━━━━━ RECORDS FOR PROCESSING

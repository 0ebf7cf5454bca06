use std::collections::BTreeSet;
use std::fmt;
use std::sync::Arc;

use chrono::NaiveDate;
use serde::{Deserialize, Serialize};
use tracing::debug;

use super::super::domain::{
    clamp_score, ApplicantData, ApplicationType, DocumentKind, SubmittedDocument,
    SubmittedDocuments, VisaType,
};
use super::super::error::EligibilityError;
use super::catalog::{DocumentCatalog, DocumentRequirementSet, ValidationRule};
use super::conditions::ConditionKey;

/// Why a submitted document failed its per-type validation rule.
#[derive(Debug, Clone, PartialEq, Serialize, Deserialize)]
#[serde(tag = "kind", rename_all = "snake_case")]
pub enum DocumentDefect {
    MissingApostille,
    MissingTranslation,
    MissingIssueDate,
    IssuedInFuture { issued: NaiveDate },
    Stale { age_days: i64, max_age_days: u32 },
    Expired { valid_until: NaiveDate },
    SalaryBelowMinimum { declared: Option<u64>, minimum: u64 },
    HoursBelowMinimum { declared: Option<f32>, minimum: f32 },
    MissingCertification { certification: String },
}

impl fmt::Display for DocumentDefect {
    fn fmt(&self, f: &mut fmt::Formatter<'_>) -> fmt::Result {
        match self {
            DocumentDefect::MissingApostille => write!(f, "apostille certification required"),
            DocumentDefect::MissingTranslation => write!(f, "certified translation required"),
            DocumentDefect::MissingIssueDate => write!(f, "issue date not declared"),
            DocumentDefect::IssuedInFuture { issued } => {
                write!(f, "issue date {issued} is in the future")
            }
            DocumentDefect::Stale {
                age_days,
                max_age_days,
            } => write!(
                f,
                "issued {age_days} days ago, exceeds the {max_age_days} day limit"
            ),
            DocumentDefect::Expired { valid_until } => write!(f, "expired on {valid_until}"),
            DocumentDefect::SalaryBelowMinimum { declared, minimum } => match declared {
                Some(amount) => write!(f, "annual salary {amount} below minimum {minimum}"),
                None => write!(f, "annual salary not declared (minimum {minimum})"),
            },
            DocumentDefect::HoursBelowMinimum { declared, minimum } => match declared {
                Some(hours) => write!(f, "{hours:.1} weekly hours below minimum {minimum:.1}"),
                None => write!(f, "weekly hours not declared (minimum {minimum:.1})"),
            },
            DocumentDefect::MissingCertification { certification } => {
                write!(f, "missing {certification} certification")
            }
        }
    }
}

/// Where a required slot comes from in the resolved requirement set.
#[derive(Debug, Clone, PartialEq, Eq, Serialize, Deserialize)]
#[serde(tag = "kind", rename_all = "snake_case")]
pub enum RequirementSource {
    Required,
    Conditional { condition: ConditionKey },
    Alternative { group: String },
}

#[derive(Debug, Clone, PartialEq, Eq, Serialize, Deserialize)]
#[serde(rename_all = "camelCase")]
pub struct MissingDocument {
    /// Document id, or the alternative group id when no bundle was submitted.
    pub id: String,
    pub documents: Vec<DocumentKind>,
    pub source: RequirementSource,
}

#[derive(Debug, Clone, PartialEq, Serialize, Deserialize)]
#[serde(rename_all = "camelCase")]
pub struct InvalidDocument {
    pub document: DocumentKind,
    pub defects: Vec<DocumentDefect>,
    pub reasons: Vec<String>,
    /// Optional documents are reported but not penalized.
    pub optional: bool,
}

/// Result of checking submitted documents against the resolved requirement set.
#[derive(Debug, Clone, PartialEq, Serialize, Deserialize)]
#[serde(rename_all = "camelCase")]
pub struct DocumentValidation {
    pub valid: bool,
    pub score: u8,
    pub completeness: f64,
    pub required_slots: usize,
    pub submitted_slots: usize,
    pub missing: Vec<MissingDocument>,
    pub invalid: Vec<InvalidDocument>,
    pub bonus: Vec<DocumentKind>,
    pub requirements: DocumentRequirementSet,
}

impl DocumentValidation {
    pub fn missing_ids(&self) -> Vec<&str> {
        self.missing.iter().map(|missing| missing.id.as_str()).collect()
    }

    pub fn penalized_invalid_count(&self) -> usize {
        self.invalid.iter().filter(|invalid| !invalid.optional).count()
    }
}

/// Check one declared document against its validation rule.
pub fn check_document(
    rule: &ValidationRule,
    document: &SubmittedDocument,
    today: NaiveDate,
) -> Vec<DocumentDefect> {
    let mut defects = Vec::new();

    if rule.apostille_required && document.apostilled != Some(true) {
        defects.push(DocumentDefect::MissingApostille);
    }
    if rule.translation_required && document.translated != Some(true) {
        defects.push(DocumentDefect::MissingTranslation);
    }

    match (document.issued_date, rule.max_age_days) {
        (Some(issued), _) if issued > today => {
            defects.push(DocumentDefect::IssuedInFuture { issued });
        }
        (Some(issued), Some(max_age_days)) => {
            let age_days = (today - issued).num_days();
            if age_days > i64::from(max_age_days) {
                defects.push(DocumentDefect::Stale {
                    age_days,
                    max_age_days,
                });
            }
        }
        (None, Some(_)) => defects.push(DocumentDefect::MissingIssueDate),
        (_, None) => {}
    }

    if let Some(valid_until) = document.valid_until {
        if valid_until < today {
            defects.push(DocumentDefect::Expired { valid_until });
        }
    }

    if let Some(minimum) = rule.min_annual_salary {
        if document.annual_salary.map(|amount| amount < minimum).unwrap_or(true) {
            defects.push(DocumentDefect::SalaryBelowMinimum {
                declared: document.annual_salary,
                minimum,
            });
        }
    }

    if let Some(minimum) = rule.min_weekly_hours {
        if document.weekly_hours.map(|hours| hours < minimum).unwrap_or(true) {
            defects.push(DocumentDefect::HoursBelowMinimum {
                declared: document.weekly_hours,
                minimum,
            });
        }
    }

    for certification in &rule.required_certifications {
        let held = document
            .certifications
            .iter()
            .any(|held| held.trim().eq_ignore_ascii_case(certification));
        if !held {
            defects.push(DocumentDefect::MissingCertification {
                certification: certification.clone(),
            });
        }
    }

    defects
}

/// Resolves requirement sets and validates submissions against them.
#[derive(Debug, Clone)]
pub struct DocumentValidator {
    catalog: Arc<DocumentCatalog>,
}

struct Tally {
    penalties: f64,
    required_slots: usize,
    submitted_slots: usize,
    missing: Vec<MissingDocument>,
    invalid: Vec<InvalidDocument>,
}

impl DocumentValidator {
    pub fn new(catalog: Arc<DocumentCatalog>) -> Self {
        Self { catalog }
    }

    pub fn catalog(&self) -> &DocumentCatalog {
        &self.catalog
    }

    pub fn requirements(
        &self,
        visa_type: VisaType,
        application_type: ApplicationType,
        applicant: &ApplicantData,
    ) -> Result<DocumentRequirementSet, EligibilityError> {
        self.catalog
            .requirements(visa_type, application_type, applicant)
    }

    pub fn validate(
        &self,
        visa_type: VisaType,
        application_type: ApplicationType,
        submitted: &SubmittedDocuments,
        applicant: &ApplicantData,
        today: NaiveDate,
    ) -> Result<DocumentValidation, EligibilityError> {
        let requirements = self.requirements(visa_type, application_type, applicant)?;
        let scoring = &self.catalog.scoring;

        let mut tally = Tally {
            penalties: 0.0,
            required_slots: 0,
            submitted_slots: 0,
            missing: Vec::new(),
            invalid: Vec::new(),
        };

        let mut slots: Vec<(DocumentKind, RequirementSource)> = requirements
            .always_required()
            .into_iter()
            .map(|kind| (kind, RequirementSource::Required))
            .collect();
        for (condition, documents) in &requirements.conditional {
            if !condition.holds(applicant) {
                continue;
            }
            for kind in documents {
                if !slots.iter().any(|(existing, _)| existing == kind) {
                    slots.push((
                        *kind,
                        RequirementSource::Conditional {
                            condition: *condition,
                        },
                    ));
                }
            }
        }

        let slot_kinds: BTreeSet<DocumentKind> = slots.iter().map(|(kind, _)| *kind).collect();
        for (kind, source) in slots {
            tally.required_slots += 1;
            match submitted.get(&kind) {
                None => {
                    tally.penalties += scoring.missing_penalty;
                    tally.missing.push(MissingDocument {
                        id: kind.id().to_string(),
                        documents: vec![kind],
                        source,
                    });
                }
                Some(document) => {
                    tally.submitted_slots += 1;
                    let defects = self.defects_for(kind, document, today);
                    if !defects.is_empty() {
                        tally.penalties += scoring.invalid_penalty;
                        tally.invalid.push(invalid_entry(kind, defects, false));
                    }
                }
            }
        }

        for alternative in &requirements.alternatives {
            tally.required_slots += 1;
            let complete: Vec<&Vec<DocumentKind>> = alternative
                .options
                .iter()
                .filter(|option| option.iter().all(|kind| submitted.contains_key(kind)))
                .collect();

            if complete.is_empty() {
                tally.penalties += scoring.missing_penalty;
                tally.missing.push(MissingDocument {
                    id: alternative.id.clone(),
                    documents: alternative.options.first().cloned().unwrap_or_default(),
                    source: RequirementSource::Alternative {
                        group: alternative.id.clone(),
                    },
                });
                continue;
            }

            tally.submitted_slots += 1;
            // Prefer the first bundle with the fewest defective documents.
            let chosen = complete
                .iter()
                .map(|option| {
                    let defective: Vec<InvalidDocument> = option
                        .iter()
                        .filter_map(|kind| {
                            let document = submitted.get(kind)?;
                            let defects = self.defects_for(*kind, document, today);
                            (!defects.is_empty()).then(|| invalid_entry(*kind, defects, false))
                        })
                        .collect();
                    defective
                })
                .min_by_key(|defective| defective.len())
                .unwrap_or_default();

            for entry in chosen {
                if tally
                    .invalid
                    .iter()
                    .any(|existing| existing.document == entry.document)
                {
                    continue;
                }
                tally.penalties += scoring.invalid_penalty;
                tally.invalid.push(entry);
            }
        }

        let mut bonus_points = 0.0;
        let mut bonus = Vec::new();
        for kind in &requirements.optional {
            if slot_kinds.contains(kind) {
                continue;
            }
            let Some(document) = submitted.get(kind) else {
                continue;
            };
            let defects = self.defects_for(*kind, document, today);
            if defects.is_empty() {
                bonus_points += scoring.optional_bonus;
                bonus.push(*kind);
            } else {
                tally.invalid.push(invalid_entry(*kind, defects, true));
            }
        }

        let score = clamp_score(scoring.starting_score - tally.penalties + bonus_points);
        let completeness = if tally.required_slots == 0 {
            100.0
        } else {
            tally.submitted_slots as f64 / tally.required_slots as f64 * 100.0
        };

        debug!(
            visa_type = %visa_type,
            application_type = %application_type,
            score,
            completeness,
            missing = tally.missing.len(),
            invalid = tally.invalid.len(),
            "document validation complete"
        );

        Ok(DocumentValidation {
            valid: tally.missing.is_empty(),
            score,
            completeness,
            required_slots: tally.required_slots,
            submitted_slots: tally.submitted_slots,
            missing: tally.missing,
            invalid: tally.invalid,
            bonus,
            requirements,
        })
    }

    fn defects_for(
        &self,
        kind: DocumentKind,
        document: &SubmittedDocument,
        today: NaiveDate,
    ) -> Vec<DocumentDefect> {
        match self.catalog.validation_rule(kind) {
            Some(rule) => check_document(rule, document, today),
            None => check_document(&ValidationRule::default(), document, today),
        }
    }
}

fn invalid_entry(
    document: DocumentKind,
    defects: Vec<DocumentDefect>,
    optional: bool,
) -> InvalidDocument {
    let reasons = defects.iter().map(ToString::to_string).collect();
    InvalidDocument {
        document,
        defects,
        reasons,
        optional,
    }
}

━━━━━━━━━━

* TASK
Report each line in the data above that holds the word "struct" by copying it.

* EXERCISE ANSWER
pub struct MissingDocument {
pub struct InvalidDocument {
pub struct DocumentValidation {
pub struct DocumentValidator {
struct Tally {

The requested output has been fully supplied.